{"title":"Bivariate Non-Normality in the Sample Selection Model","authors":"Claudia Pigini","doi":"10.1515/jem-2013-0008","DOIUrl":null,"url":null,"abstract":"Abstract Since the seminal paper by [Heckman, J. J. 1974. “Shadow Prices, Market Wages, and Labor Supply.” Econometrica 42: 679–694], the sample selection model has been an essential tool for applied economists and arguably the most sensitive to sources of misspecification among the standard microeconometric models involving limited dependent variables. The need for alternative methods to get consistent estimators has led to a number of estimation proposals for the sample selection model under non-normality.

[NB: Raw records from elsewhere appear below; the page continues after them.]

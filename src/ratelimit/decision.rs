//! The per-request output of a strategy.

use std::fmt;
use std::time::Duration;

/// Limit value reported for requests that are not subject to any quota.
pub const UNLIMITED: i64 = -1;

/// What a strategy decided for one request.
#[derive(Debug, Clone, PartialEq, Eq)]
pub enum Decision {
    /// The request counts against `key`, which allows `limit` requests per `window`.
    Limited {
        key: String,
        limit: u64,
        window: Duration,
    },
    /// The request is not subject to this strategy's quota.
    Unlimited,
}

impl Decision {
    /// Build a limited decision.
    ///
    /// A negative limit disables limiting and yields [`Decision::Unlimited`].
    pub fn limited(key: impl Into<String>, limit: i64, window: Duration) -> Self {
        match u64::try_from(limit) {
            Ok(limit) => Decision::Limited {
                key: key.into(),
                limit,
                window,
            },
            Err(_) => Decision::Unlimited,
        }
    }

    pub fn is_limited(&self) -> bool {
        matches!(self, Decision::Limited { .. })
    }

    /// The bucket key, if the request is limited.
    pub fn key(&self) -> Option<&str> {
        match self {
            Decision::Limited { key, .. } => Some(key),
            Decision::Unlimited => None,
        }
    }

    /// The request limit, or [`UNLIMITED`].
    pub fn limit(&self) -> i64 {
        match self {
            Decision::Limited { limit, .. } => i64::try_from(*limit).unwrap_or(i64::MAX),
            Decision::Unlimited => UNLIMITED,
        }
    }

    pub fn window(&self) -> Option<Duration> {
        match self {
            Decision::Limited { window, .. } => Some(*window),
            Decision::Unlimited => None,
        }
    }
}

impl fmt::Display for Decision {
    fn fmt(&self, f: &mut fmt::Formatter<'_>) -> fmt::Result {
        match self {
            Decision::Limited { key, limit, window } => {
                write!(f, "limited key={} limit={} window={:?}", key, limit, window)
            }
            Decision::Unlimited => write!(f, "unlimited"),
        }
    }
}

#[cfg(test)]
mod tests {
    use super::*;

    #[test]
    fn test_limited_decision() {
        let decision = Decision::limited("10.0.0.1", 5, Duration::from_secs(60));
        assert!(decision.is_limited());
        assert_eq!(decision.key(), Some("10.0.0.1"));
        assert_eq!(decision.limit(), 5);
        assert_eq!(decision.window(), Some(Duration::from_secs(60)));
    }

    #[test]
    fn test_negative_limit_is_unlimited() {
        let decision = Decision::limited("10.0.0.1", -1, Duration::from_secs(60));
        assert_eq!(decision, Decision::Unlimited);
        assert_eq!(decision.limit(), UNLIMITED);
        assert_eq!(decision.key(), None);
        assert_eq!(decision.window(), None);
    }

    #[test]
    fn test_zero_limit_is_still_limited() {
        let decision = Decision::limited("host", 0, Duration::from_secs(1));
        assert!(decision.is_limited());
        assert_eq!(decision.limit(), 0);
    }

    #[test]
    fn test_display() {
        let decision = Decision::limited("example.com/api/", 10, Duration::from_secs(1));
        assert_eq!(decision.to_string(), "limited key=example.com/api/ limit=10 window=1s");
        assert_eq!(Decision::Unlimited.to_string(), "unlimited");
    }
}
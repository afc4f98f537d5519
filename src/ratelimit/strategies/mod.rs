//! The six classification strategies.
//!
//! Each strategy embeds a [`StrategyBase`](super::strategy::StrategyBase) for
//! limit, window and target filter, and adds its own matching on top.

mod address;
mod country;
mod host;
mod path;
mod query;
mod user_agent;

pub use address::AddressStrategy;
pub use country::CountryStrategy;
pub use host::HostStrategy;
pub use path::PathStrategy;
pub use query::QueryParameterStrategy;
pub use user_agent::UserAgentStrategy;
//! Keyclass - request classification for gateway rate limiting
//!
//! This crate decides, for each inbound HTTP request, whether it is subject
//! to a quota, which bucket it belongs to, and which limit and window apply.
//! Six strategies (client address, virtual host, country, user agent, request
//! path, query parameter) share a common target filter and report a uniform
//! [`ratelimit::Decision`].

pub mod config;
pub mod error;
pub mod ratelimit;
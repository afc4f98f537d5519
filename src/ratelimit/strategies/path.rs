use tracing::{debug, trace};

use crate::error::Result;
use crate::ratelimit::decision::Decision;
use crate::ratelimit::filter::PathPatterns;
use crate::ratelimit::key::{path_key, KeySource};
use crate::ratelimit::request::RequestInfo;
use crate::ratelimit::strategy::{KeyStrategy, StrategyBase};

/// Limits requests whose path matches a trigger pattern.
///
/// Triggers are tried prefix first, then suffix, then contains, each list in
/// declaration order. Ignore patterns are checked per candidate: an ignored
/// candidate is skipped and evaluation moves on to the next trigger pattern.
/// The key is the key source value followed by the winning pattern.
#[derive(Debug, Clone)]
pub struct PathStrategy {
    base: StrategyBase,
    triggers: PathPatterns,
    ignores: PathPatterns,
    key_source: KeySource,
}

impl PathStrategy {
    pub fn new(triggers: PathPatterns, ignores: PathPatterns, base: StrategyBase) -> Self {
        Self {
            base,
            triggers,
            ignores,
            key_source: KeySource::default(),
        }
    }

    pub fn with_key_source(mut self, key_source: KeySource) -> Self {
        self.key_source = key_source;
        self
    }

    pub fn key_source(&self) -> KeySource {
        self.key_source
    }
}

impl KeyStrategy for PathStrategy {
    fn name(&self) -> &str {
        "request_path"
    }

    fn base(&self) -> &StrategyBase {
        &self.base
    }

    fn decide(&self, request: &RequestInfo) -> Result<Decision> {
        if !self.in_scope(request) {
            debug!(strategy = self.name(), "Request out of scope");
            return Ok(Decision::Unlimited);
        }

        let path = request.path.as_str();
        let matched = self.triggers.matching(path).find(|pattern| {
            let ignored = self.ignores.any_match(path);
            if ignored {
                trace!(pattern = %pattern, path = %path, "Trigger suppressed by ignore list");
            }
            !ignored
        });

        let decision = match matched {
            Some(pattern) => self
                .base
                .limited(path_key(self.key_source.fill(request), pattern)),
            None => Decision::Unlimited,
        };
        trace!(strategy = self.name(), decision = %decision, "Classified request");
        Ok(decision)
    }
}

#[cfg(test)]
mod tests {
    use super::*;
    use crate::ratelimit::strategies::test_support::{base, strings, LIMIT, WINDOW};

    struct Case {
        name: &'static str,
        contains: &'static [&'static str],
        prefixes: &'static [&'static str],
        suffixes: &'static [&'static str],
        ignore_contains: &'static [&'static str],
        ignore_prefixes: &'static [&'static str],
        ignore_suffixes: &'static [&'static str],
        path: &'static str,
        expected_key: Option<&'static str>,
    }

    fn strategy(case: &Case) -> PathStrategy {
        PathStrategy::new(
            PathPatterns::new(
                strings(case.prefixes),
                strings(case.suffixes),
                strings(case.contains),
            ),
            PathPatterns::new(
                strings(case.ignore_prefixes),
                strings(case.ignore_suffixes),
                strings(case.ignore_contains),
            ),
            base(),
        )
    }

    #[test]
    fn test_request_path_rules() {
        let cases = [
            Case {
                name: "Path contains limited segment",
                contains: &["/user"],
                prefixes: &["/api/"],
                suffixes: &["/details"],
                ignore_contains: &[],
                ignore_prefixes: &[],
                ignore_suffixes: &[],
                path: "/accounts/user/profile",
                expected_key: Some("example.com/user"),
            },
            Case {
                name: "Path starts with limited prefix",
                contains: &["user"],
                prefixes: &["/api/"],
                suffixes: &["/details"],
                ignore_contains: &[],
                ignore_prefixes: &[],
                ignore_suffixes: &[],
                path: "/api/users/1",
                expected_key: Some("example.com/api/"),
            },
            Case {
                name: "Path ends with limited suffix",
                contains: &["user"],
                prefixes: &["/api/"],
                suffixes: &["/details"],
                ignore_contains: &[],
                ignore_prefixes: &[],
                ignore_suffixes: &[],
                path: "/users/1/details",
                expected_key: Some("example.com/details"),
            },
            Case {
                name: "Path does not match any criteria",
                contains: &["user"],
                prefixes: &["/api/"],
                suffixes: &["/details"],
                ignore_contains: &[],
                ignore_prefixes: &[],
                ignore_suffixes: &[],
                path: "/about",
                expected_key: None,
            },
            Case {
                name: "Ignore path contains limited segment",
                contains: &["/abc"],
                prefixes: &["/abcd"],
                suffixes: &["/abcde"],
                ignore_contains: &["ab"],
                ignore_prefixes: &[],
                ignore_suffixes: &[],
                path: "/abcdefg",
                expected_key: None,
            },
            Case {
                name: "Ignore path starts with limited prefix",
                contains: &["/abc"],
                prefixes: &["/abcd"],
                suffixes: &["/abcde"],
                ignore_contains: &[],
                ignore_prefixes: &["/a"],
                ignore_suffixes: &[],
                path: "/abcdefg",
                expected_key: None,
            },
            Case {
                name: "Ignore path ends with limited suffix",
                contains: &["/abc"],
                prefixes: &["/abcd"],
                suffixes: &["/abcde"],
                ignore_contains: &[],
                ignore_prefixes: &[],
                ignore_suffixes: &["g"],
                path: "/abcdefg",
                expected_key: None,
            },
            Case {
                name: "Ignore list that does not match keeps trigger",
                contains: &["/abc"],
                prefixes: &[],
                suffixes: &[],
                ignore_contains: &["xyz"],
                ignore_prefixes: &[],
                ignore_suffixes: &[],
                path: "/abcdefg",
                expected_key: Some("example.com/abc"),
            },
            Case {
                name: "First declared prefix wins",
                contains: &[],
                prefixes: &["/api", "/api/v1"],
                suffixes: &[],
                ignore_contains: &[],
                ignore_prefixes: &[],
                ignore_suffixes: &[],
                path: "/api/v1/items",
                expected_key: Some("example.com/api"),
            },
        ];

        for case in &cases {
            let req = RequestInfo::new("GET", case.path).with_host("example.com");
            let decision = strategy(case).decide(&req).unwrap();
            assert_eq!(decision.key(), case.expected_key, "{}", case.name);
            if case.expected_key.is_some() {
                assert_eq!(decision.limit(), LIMIT, "{}", case.name);
                assert_eq!(decision.window(), Some(WINDOW), "{}", case.name);
            }
        }
    }

    #[test]
    fn test_remote_addr_key_source() {
        let strategy = PathStrategy::new(
            PathPatterns::new(strings(&["/login"]), vec![], vec![]),
            PathPatterns::default(),
            base(),
        )
        .with_key_source(KeySource::RemoteAddr);
        assert_eq!(strategy.key_source(), KeySource::RemoteAddr);

        let req = RequestInfo::new("POST", "/login")
            .with_host("example.com")
            .with_remote_addr("203.0.113.7:50000");
        let decision = strategy.decide(&req).unwrap();
        assert_eq!(decision.key(), Some("203.0.113.7/login"));
    }

    #[test]
    fn test_no_triggers_is_unlimited() {
        let strategy = PathStrategy::new(PathPatterns::default(), PathPatterns::default(), base());
        let req = RequestInfo::new("GET", "/anything").with_host("example.com");
        assert_eq!(strategy.decide(&req).unwrap(), Decision::Unlimited);
    }
}
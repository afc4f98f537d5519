//! Error types for request classification.

use thiserror::Error;

/// Main error type for Keyclass operations.
#[derive(Error, Debug)]
pub enum KeyclassError {
    /// Invalid construction arguments. Fatal at startup.
    #[error("Configuration error: {0}")]
    Config(String),

    /// A live request could not be classified (e.g. geolocation failure).
    ///
    /// This is never the same thing as an unlimited decision: the caller
    /// decides whether to fail the request, fail open, or retry.
    #[error("Classification error: {0}")]
    Classification(String),

    /// Errors reported by a counter backend
    #[error("Counter error: {0}")]
    Counter(String),

    /// I/O errors
    #[error("I/O error: {0}")]
    Io(#[from] std::io::Error),
}

/// Result type alias for Keyclass operations.
pub type Result<T> = std::result::Result<T, KeyclassError>;
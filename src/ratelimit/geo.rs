//! Geolocation: resolving client addresses to ISO country codes.

use ipnet::IpNet;
use std::collections::HashMap;
use std::net::IpAddr;

use crate::error::{KeyclassError, Result};

/// Country code that matches every country in an include set.
pub const WILDCARD_COUNTRY: &str = "*";

/// Resolves an address to an ISO 3166-1 alpha-2 country code.
///
/// `Ok(None)` means the lookup worked but the address has no country (for
/// instance a private range). Errors are lookup failures.
pub trait CountryLookup: Send + Sync {
    fn country(&self, addr: IpAddr) -> Result<Option<String>>;
}

/// Lookup table of networks, resolved by longest prefix match.
#[derive(Debug, Clone, Default)]
pub struct StaticCountryLookup {
    networks: Vec<(IpNet, String)>,
}

impl StaticCountryLookup {
    pub fn new() -> Self {
        Self::default()
    }

    pub fn with_network(mut self, network: IpNet, country: impl Into<String>) -> Self {
        self.networks.push((network, country.into()));
        self
    }

    /// Build a table from CIDR strings. A bare address is taken as a host route.
    pub fn from_map(entries: &HashMap<String, String>) -> Result<Self> {
        let mut lookup = Self::new();
        for (cidr, country) in entries {
            let network = parse_network(cidr)?;
            lookup.networks.push((network, country.clone()));
        }
        Ok(lookup)
    }

    pub fn len(&self) -> usize {
        self.networks.len()
    }

    pub fn is_empty(&self) -> bool {
        self.networks.is_empty()
    }
}

fn parse_network(cidr: &str) -> Result<IpNet> {
    cidr.parse::<IpNet>()
        .or_else(|_| cidr.parse::<IpAddr>().map(IpNet::from))
        .map_err(|e| KeyclassError::Config(format!("invalid network '{}': {}", cidr, e)))
}

impl CountryLookup for StaticCountryLookup {
    fn country(&self, addr: IpAddr) -> Result<Option<String>> {
        Ok(self
            .networks
            .iter()
            .filter(|(net, _)| net.contains(&addr))
            .max_by_key(|(net, _)| net.prefix_len())
            .map(|(_, country)| country.clone()))
    }
}

#[cfg(feature = "maxmind")]
pub use self::maxmind::MaxMindLookup;

#[cfg(feature = "maxmind")]
mod maxmind {
    use maxminddb::{geoip2, MaxMindDBError, Reader};
    use std::net::IpAddr;
    use std::path::Path;
    use tracing::info;

    use super::CountryLookup;
    use crate::error::{KeyclassError, Result};

    /// Country lookup backed by a GeoIP2/GeoLite2 country database.
    pub struct MaxMindLookup {
        reader: Reader<Vec<u8>>,
    }

    impl MaxMindLookup {
        /// Open a database file. Failure is a configuration error.
        pub fn open<P: AsRef<Path>>(path: P) -> Result<Self> {
            let path = path.as_ref();
            let reader = Reader::open_readfile(path).map_err(|e| {
                KeyclassError::Config(format!(
                    "failed to open geolocation database {}: {}",
                    path.display(),
                    e
                ))
            })?;
            info!(path = %path.display(), "Opened geolocation database");
            Ok(Self { reader })
        }
    }

    impl CountryLookup for MaxMindLookup {
        fn country(&self, addr: IpAddr) -> Result<Option<String>> {
            match self.reader.lookup::<geoip2::Country>(addr) {
                Ok(record) => Ok(record
                    .country
                    .and_then(|c| c.iso_code)
                    .map(str::to_string)),
                Err(MaxMindDBError::AddressNotFoundError(_)) => Ok(None),
                Err(e) => Err(KeyclassError::Classification(format!(
                    "geolocation lookup failed for {}: {}",
                    addr, e
                ))),
            }
        }
    }
}
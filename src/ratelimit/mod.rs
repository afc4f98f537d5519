//! Request classification for rate limiting.
//!
//! A [`KeyStrategy`] answers, for one request, whether it is subject to a
//! quota, which bucket it counts against, and what limit and window apply.
//! [`RateLimiter`] pairs a strategy with a [`Counter`] and a limit handler.

mod counter;
mod decision;
mod filter;
mod geo;
mod key;
mod limiter;
mod request;
mod rules;
mod strategy;
pub mod strategies;

pub use counter::{window_start, Counter, InMemoryCounter};
pub use decision::{Decision, UNLIMITED};
pub use filter::{MatchKind, PathPatterns, TargetFilter, TargetFilterConfig};
#[cfg(feature = "maxmind")]
pub use geo::MaxMindLookup;
pub use geo::{CountryLookup, StaticCountryLookup, WILDCARD_COUNTRY};
pub use key::{strip_port, KeySource, HOST_KEY, REMOTE_ADDR_KEY};
pub use limiter::{LimitContext, LimitHandler, Outcome, RateLimiter, TooManyRequests};
pub use request::RequestInfo;
pub use rules::{QueryParameter, RateLimitRule, RuleConfig, RuleSet, StrategyConfig, TimeUnit};
pub use strategies::{
    AddressStrategy, CountryStrategy, HostStrategy, PathStrategy, QueryParameterStrategy,
    UserAgentStrategy,
};
pub use strategy::{KeyStrategy, StrategyBase};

There is a marked dichotomy in the literature that has developed in two conceptually different directions: the bivariate normality assumption can be either replaced, by using copulae, or relaxed/removed, relying on semi- and non-parametric estimators. This paper surveys the more recent proposals on the estimation of the sample selection model that deal with distributional misspecification giving the practitioner a unified framework of both parametric and semi/non-parametric options.","PeriodicalId":36727,"journal":{"name":"Journal of Econometric Methods","volume":"4 1","pages":"123 - 144"},"PeriodicalIF":0.0000,"publicationDate":"2014-01-01","publicationTypes":"Journal Article","fieldsOfStudy":null,"isOpenAccess":false,"openAccessPdf":"https://sci-hub-pdf.com/10.1515/jem-2013-0008","citationCount":"13","resultStr":null,"platform":"Semanticscholar","paperid":null,"PeriodicalName":"Journal of Econometric Methods","FirstCategoryId":"1085","ListUrlMain":"https://doi.org/10.1515/jem-2013-0008","RegionNum":0,"RegionCategory":null,"ArticlePicture":[],"TitleCN":null,"AbstractTextCN":null,"PMCID":null,"EPubDate":"","PubModel":"","JCR":"Q3","JCRName":"Mathematics","Score":null,"Total":0}
引用次数: 13
Abstract
Abstract Since the seminal paper by [Heckman, J. J. 1974. “Shadow Prices, Market Wages, and Labor Supply.” Econometrica 42: 679–694], the sample selection model has been an essential tool for applied economists and arguably the most sensitive to sources of misspecification among the standard microeconometric models involving limited dependent variables. The need for alternative methods to get consistent estimators has led to a number of estimation proposals for the sample selection model under non-normality. There is a marked dichotomy in the literature that has developed in two conceptually different directions: the bivariate normality assumption can be either replaced, by using copulae, or relaxed/removed, relying on semi- and non-parametric estimators. This paper surveys the more recent proposals on the estimation of the sample selection model that deal with distributional misspecification giving the practitioner a unified framework of both parametric and semi/non-parametric options.
[摘要]自赫克曼,J. J. 1974年发表的开创性论文以来。“影子价格、市场工资和劳动力供给。”[Econometrica 42: 679-694],样本选择模型一直是应用经济学家的重要工具,并且可以说是涉及有限因变量的标准微观计量模型中对错误规范来源最敏感的模型。对获得一致估计量的替代方法的需求导致了非正态下样本选择模型的许多估计建议。文献中有一个明显的二分法,在两个概念上不同的方向上发展:二元正态性假设可以被替换,通过使用copulae,或放松/删除,依赖于半参数和非参数估计。本文综述了最近关于样本选择模型估计的一些建议,这些建议处理分布错配,为从业者提供了一个参数和半/非参数选项的统一框架。